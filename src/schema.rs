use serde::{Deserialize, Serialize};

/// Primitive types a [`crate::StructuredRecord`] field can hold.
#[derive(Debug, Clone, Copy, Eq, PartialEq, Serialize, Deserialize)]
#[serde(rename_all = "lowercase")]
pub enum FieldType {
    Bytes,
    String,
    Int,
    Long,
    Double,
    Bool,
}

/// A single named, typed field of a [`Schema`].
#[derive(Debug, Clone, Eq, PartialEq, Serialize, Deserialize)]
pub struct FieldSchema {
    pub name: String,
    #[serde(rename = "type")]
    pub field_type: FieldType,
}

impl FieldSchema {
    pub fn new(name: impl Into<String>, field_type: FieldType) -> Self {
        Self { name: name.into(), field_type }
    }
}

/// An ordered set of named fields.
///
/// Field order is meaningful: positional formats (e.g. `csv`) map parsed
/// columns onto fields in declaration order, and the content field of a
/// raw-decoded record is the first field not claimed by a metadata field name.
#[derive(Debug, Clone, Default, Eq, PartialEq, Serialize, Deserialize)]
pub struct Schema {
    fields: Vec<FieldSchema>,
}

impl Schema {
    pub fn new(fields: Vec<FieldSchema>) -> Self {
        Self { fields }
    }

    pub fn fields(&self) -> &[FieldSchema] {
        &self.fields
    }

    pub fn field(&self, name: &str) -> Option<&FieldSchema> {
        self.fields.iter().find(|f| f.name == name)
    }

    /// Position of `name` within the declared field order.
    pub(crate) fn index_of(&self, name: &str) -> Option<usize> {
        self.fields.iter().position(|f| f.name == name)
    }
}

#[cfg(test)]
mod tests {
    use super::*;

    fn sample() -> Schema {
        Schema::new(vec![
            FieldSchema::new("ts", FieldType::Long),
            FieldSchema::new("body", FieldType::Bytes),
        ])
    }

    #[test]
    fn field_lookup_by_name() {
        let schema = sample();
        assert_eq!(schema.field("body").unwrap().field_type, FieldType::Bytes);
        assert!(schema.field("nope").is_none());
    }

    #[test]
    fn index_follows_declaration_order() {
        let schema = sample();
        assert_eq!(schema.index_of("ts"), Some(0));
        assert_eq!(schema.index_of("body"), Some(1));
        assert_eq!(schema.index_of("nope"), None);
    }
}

————

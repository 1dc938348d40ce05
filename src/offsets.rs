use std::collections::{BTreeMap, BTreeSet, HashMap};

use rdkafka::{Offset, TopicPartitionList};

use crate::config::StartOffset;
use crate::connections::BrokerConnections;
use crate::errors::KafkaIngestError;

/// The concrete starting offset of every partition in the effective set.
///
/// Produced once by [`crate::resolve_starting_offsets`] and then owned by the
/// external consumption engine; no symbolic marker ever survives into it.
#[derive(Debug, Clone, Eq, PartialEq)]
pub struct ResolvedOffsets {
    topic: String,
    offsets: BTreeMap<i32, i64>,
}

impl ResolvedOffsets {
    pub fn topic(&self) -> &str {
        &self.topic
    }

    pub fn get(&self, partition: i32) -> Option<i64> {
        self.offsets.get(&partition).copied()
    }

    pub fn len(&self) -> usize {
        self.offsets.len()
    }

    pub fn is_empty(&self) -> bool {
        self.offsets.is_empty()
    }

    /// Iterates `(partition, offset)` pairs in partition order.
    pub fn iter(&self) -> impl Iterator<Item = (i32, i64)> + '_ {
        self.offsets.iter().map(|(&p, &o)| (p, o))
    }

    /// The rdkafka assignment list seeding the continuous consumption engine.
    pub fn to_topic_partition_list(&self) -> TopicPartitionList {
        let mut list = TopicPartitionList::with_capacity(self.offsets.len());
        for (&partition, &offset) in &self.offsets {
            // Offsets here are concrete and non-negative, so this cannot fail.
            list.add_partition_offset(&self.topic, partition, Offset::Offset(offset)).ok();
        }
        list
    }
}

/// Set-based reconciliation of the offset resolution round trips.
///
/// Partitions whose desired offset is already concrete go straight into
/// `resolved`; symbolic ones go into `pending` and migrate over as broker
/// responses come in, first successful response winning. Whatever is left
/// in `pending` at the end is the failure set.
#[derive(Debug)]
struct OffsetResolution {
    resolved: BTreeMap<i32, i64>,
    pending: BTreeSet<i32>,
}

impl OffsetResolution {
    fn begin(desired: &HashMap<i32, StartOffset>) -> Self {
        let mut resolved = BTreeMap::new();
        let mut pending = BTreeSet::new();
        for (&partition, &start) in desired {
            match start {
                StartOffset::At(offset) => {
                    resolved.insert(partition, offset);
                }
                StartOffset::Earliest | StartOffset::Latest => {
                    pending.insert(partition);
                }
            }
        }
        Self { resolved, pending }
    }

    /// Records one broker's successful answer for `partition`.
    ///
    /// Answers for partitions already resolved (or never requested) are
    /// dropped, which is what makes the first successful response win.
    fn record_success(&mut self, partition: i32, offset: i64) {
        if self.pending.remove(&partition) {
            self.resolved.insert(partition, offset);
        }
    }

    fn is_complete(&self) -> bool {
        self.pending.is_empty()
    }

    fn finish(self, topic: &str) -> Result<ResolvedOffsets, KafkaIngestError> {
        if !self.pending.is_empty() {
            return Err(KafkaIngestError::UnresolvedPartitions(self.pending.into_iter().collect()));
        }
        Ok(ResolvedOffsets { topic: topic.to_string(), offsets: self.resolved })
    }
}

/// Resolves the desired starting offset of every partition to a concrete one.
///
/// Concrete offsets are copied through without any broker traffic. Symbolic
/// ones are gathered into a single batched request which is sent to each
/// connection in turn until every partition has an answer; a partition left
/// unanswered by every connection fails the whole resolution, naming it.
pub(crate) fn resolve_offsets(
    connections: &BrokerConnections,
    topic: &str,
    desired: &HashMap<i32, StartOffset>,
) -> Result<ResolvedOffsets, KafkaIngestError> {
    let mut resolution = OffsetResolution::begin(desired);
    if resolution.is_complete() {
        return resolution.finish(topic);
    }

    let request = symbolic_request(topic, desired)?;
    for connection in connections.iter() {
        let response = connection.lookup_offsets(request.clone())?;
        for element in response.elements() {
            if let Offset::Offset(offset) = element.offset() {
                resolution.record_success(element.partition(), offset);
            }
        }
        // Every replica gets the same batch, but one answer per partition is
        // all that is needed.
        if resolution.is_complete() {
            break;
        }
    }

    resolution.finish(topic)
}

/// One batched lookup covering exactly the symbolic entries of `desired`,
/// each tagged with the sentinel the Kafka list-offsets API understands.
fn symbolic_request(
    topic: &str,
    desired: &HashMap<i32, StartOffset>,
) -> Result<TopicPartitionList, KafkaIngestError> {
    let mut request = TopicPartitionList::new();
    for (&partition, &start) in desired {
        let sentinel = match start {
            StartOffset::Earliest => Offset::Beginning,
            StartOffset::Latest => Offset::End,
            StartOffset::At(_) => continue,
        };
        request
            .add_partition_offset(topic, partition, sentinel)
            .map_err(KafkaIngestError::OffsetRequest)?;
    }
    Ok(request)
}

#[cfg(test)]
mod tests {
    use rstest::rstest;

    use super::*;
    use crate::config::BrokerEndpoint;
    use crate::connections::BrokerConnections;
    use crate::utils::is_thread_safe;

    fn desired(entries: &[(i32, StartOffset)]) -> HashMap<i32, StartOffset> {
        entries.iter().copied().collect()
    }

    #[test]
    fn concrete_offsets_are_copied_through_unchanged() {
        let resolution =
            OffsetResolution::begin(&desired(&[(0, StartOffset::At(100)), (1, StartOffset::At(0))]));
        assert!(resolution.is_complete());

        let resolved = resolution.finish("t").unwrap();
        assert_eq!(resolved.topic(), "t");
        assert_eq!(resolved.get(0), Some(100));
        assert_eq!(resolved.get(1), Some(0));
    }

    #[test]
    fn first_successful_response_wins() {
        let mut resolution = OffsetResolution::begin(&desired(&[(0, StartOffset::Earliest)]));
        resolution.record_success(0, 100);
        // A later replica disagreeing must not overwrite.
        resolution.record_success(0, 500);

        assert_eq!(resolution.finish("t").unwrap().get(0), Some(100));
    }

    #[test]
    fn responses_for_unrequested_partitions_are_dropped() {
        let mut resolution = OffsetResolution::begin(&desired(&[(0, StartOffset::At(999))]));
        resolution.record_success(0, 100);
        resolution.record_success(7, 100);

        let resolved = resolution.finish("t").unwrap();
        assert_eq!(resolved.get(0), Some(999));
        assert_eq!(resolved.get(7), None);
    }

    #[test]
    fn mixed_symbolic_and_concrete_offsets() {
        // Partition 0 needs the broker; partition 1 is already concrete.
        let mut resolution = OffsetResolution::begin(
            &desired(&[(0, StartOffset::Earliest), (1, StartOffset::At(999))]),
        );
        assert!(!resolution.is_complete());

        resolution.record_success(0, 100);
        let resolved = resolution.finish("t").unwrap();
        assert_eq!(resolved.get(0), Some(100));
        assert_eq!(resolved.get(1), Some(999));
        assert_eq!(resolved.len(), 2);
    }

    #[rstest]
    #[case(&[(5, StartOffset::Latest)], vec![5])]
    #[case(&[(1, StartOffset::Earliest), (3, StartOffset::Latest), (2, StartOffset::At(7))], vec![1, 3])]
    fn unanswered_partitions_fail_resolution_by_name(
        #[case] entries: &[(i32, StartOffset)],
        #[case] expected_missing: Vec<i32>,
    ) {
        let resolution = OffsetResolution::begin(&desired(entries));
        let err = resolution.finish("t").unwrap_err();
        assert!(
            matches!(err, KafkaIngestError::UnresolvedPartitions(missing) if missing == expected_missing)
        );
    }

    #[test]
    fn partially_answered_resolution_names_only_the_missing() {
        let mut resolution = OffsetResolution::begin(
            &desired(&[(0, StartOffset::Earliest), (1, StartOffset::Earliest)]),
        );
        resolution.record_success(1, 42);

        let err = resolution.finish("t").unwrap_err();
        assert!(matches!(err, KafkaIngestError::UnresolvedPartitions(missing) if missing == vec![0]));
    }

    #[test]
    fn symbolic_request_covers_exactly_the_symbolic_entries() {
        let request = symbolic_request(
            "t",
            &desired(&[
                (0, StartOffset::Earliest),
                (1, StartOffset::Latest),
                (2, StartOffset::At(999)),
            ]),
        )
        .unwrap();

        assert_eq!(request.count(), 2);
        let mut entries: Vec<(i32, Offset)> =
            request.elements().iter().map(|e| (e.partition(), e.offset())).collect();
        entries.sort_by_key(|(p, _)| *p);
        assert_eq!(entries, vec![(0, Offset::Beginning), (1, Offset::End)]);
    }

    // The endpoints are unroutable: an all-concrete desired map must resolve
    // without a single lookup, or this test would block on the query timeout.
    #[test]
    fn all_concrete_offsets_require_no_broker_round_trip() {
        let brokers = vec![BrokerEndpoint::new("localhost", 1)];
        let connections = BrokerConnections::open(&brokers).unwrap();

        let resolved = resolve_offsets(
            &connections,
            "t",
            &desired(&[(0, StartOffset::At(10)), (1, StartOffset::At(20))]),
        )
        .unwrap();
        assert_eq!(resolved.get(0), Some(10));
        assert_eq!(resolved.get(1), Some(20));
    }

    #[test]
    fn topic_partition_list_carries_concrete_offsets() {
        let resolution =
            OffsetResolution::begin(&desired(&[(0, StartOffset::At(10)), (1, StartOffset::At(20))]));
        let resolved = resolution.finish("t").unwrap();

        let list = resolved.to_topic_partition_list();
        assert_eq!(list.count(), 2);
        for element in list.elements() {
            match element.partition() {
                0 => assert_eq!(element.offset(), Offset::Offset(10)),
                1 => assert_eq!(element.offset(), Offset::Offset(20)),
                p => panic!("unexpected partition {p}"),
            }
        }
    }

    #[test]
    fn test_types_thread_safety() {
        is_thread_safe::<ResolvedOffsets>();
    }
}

————

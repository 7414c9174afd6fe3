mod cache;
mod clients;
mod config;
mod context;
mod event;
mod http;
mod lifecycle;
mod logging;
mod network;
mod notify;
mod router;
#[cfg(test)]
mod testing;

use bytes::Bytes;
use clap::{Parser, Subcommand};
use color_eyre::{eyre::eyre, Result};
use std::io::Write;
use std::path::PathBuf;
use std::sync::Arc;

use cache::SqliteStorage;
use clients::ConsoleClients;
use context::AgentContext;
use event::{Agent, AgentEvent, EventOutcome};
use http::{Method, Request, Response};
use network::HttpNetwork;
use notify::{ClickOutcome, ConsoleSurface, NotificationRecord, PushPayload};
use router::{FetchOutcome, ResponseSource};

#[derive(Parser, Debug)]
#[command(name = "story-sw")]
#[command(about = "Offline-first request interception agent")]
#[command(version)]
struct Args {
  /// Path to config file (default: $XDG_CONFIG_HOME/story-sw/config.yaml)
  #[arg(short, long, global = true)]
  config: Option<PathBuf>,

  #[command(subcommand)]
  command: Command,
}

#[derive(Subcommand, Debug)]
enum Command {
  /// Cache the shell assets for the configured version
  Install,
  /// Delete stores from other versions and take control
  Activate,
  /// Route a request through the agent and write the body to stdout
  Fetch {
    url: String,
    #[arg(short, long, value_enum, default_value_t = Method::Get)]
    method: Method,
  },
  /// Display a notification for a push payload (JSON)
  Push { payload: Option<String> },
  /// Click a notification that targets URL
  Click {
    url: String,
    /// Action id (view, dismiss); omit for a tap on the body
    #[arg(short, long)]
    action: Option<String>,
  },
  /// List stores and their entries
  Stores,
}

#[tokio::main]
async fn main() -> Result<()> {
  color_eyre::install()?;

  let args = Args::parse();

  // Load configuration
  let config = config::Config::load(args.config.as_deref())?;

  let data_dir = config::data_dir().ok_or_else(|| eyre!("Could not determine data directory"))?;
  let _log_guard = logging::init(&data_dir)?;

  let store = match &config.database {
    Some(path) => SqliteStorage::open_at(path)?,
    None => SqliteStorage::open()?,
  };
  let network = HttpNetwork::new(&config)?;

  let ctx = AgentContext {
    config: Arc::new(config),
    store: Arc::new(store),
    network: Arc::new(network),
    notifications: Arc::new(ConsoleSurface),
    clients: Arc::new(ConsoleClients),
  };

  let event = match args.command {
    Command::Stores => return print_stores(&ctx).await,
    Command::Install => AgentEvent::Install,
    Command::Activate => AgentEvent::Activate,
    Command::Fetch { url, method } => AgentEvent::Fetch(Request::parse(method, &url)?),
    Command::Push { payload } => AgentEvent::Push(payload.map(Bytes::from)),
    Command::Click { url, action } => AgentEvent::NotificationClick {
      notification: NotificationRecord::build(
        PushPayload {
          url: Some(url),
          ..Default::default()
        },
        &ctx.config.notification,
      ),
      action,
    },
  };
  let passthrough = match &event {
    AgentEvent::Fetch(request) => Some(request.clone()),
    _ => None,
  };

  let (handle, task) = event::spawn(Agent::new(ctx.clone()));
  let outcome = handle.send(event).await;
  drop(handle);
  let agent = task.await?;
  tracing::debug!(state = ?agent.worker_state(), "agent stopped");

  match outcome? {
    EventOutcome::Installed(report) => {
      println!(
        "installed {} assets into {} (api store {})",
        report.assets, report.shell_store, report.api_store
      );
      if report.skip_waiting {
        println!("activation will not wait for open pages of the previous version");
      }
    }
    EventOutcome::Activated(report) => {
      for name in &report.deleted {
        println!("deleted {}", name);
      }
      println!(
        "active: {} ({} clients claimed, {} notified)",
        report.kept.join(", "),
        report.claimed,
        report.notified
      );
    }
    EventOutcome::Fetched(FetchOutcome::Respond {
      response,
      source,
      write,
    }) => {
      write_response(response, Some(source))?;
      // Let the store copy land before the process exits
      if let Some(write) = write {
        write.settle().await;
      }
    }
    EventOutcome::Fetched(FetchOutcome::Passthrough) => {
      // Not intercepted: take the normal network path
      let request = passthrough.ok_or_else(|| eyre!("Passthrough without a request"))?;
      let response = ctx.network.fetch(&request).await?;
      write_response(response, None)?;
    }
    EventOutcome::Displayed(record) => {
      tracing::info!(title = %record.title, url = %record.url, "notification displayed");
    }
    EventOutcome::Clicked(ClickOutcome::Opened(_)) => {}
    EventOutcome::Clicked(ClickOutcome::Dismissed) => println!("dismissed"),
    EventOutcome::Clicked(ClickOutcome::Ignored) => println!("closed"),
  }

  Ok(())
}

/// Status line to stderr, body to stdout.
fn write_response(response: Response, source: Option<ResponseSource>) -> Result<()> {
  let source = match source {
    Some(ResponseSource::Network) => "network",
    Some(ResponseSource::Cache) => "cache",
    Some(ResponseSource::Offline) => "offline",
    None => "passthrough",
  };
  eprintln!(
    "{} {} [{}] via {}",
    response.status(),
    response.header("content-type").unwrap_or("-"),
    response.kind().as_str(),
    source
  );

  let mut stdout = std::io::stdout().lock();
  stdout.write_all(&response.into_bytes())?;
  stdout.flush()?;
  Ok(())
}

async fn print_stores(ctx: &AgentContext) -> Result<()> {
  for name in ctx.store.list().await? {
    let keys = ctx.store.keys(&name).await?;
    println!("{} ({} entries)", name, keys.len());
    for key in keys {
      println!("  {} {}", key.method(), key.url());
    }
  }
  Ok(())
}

————

WHAT IS REQUIRED: Go through the listing above, and whenever a line holds the word "sentinel", copy it.

ANSWER SPACE:
/// each tagged with the sentinel the Kafka list-offsets API understands.
        let sentinel = match start {
            .add_partition_offset(topic, partition, sentinel)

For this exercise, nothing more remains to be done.